The U.S. Food and Drug Administration (FDA) on Friday announced the approval of the vaccine Gardasil, manufactured by Merck Pharmaceuticals, for prevention of vaginal and vulva cancer caused by types 16 and 18 of the Human Papillomavirus (HPV).

These two types of HPV cause 70 percent of cervical cancers and are known to also cause some vaginal and vulvar cancers, although, the percentages are not defined, according to the FDA.

An estimated 20 million Americans carry HPV, not all of them develop into cancer. And about 5,000 women develop vaginal and vulva cancer each year.

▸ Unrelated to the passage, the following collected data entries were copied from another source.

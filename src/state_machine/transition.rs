//! Pure state transition function
//!
//! Given the same state and event this always produces the same result,
//! with no I/O. The session executes the returned effects.

use super::{Effect, Event, PartialContent, SessionState};
use thiserror::Error;

/// Result of a state transition
#[derive(Debug)]
pub struct TransitionResult {
    pub new_state: SessionState,
    pub effects: Vec<Effect>,
}

impl TransitionResult {
    pub fn new(state: SessionState) -> Self {
        Self {
            new_state: state,
            effects: vec![],
        }
    }

    pub fn with_effect(mut self, effect: Effect) -> Self {
        self.effects.push(effect);
        self
    }

    pub fn with_effects(mut self, effects: impl IntoIterator<Item = Effect>) -> Self {
        self.effects.extend(effects);
        self
    }
}

/// Errors that can occur during transition
#[derive(Debug, Clone, PartialEq, Eq, Error)]
pub enum TransitionError {
    #[error("Message is empty")]
    EmptyMessage,
    #[error("A response is still streaming (cancel it first)")]
    Busy,
    #[error("Cancellation in progress")]
    CancellationInProgress,
    #[error("Invalid transition: {0}")]
    InvalidTransition(String),
}

/// Pure transition function
pub fn transition(
    state: &SessionState,
    event: Event,
) -> Result<TransitionResult, TransitionError> {
    match (state, event) {
        // ============================================================
        // Submission
        // ============================================================
        (SessionState::Idle | SessionState::Error { .. }, Event::Submit { text }) => {
            let text = text.trim();
            if text.is_empty() {
                return Err(TransitionError::EmptyMessage);
            }
            let clear = matches!(state, SessionState::Error { .. }).then_some(Effect::ClearError);
            Ok(TransitionResult::new(SessionState::Streaming)
                .with_effects(clear)
                .with_effect(Effect::persist_user_message(text))
                .with_effect(Effect::BeginAssistant)
                .with_effect(Effect::SpawnStream))
        }

        (SessionState::Streaming, Event::Submit { .. }) => Err(TransitionError::Busy),

        (SessionState::Cancelling, Event::Submit { .. }) => {
            Err(TransitionError::CancellationInProgress)
        }

        // ============================================================
        // Stream progress
        // ============================================================

        // Fragments keep flowing while cancelling: the final flush of a
        // cancelled stream is still delivered.
        (SessionState::Streaming | SessionState::Cancelling, Event::FragmentReceived { fragment }) => {
            Ok(TransitionResult::new(state.clone()).with_effect(Effect::forward(fragment)))
        }

        (SessionState::Streaming, Event::StreamCompleted) => {
            Ok(TransitionResult::new(SessionState::Idle).with_effect(Effect::FinalizeAssistant))
        }

        (SessionState::Streaming, Event::StreamFailed { error }) => {
            Ok(TransitionResult::new(SessionState::from_error(&error))
                .with_effect(Effect::FinalizeAssistant)
                .with_effect(Effect::RollbackUserMessage)
                .with_effect(Effect::record_error(error)))
        }

        // The task ended on its own after cancel was signalled; Idle still
        // waits for the acknowledgement.
        (SessionState::Cancelling, Event::StreamCompleted | Event::StreamFailed { .. }) => {
            Ok(TransitionResult::new(SessionState::Cancelling))
        }

        // ============================================================
        // Cancellation
        // ============================================================
        (SessionState::Streaming, Event::CancelRequested) => {
            Ok(TransitionResult::new(SessionState::Cancelling).with_effect(Effect::AbortStream))
        }

        // Nothing to cancel, or someone else already is
        (SessionState::Idle | SessionState::Error { .. } | SessionState::Cancelling, Event::CancelRequested) => {
            Ok(TransitionResult::new(state.clone()))
        }

        (SessionState::Cancelling, Event::CancelAcknowledged { partial }) => {
            let effect = match partial {
                PartialContent::Keep => Effect::FinalizeAssistant,
                PartialContent::Discard => Effect::DiscardAssistant,
            };
            Ok(TransitionResult::new(SessionState::Idle)
                .with_effect(effect)
                .with_effect(Effect::RollbackUserMessage))
        }

        // ============================================================
        // Error recovery
        // ============================================================
        (SessionState::Error { .. }, Event::Acknowledge) => {
            Ok(TransitionResult::new(SessionState::Idle).with_effect(Effect::ClearError))
        }

        (SessionState::Idle, Event::Acknowledge) => Ok(TransitionResult::new(SessionState::Idle)),

        // ============================================================
        // Shutdown
        // ============================================================

        // A live stream is cancelled first; the session awaits the task
        // and acknowledges before shutdown completes.
        (SessionState::Streaming, Event::Shutdown) => {
            Ok(TransitionResult::new(SessionState::Cancelling).with_effect(Effect::AbortStream))
        }

        (SessionState::Cancelling, Event::Shutdown) => Ok(TransitionResult::new(SessionState::Cancelling)),

        (SessionState::Idle, Event::Shutdown) => Ok(TransitionResult::new(SessionState::Idle)),

        (SessionState::Error { .. }, Event::Shutdown) => {
            Ok(TransitionResult::new(SessionState::Idle).with_effect(Effect::ClearError))
        }

        // ============================================================
        // Everything else
        // ============================================================
        (state, event) => Err(TransitionError::InvalidTransition(format!(
            "{} in state {}",
            event.name(),
            state.name()
        ))),
    }
}
//! Runtime for driving a conversation
//!
//! `ConversationSession` executes the effects of the pure state machine:
//! it owns the message store, spawns and cancels the stream task, and
//! delivers events to the consumer.

mod monitor;
mod session;
mod task;

#[cfg(test)]
pub mod testing;

pub use monitor::{ConnectionMonitor, ConnectionStatus};
pub use session::{ConversationSession, RejectReason, SessionEvent, SubmitOutcome};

An estimated 11,070 cases of cervical cancer will be diagnosed and 3,870 women will die this year in the United States, according to The American Cancer Society.

“There is strong evidence showing Gardasil can help prevent vaginal and vulvar cancers due to the same viruses it also helps protect against in cervical cancer,” said Jesse L. Goodman, MD., M.P.H., director of the FDA’s Center for Biologics Evaluation and research.

Gardasil Hype

The Gardasil vaccine has been the center of much debate and controversy. The New England Journal of Medicine and New York Times both recently called into question “if there is adequate evidence to support the routine use of the vaccine to protect against cervical cancer.”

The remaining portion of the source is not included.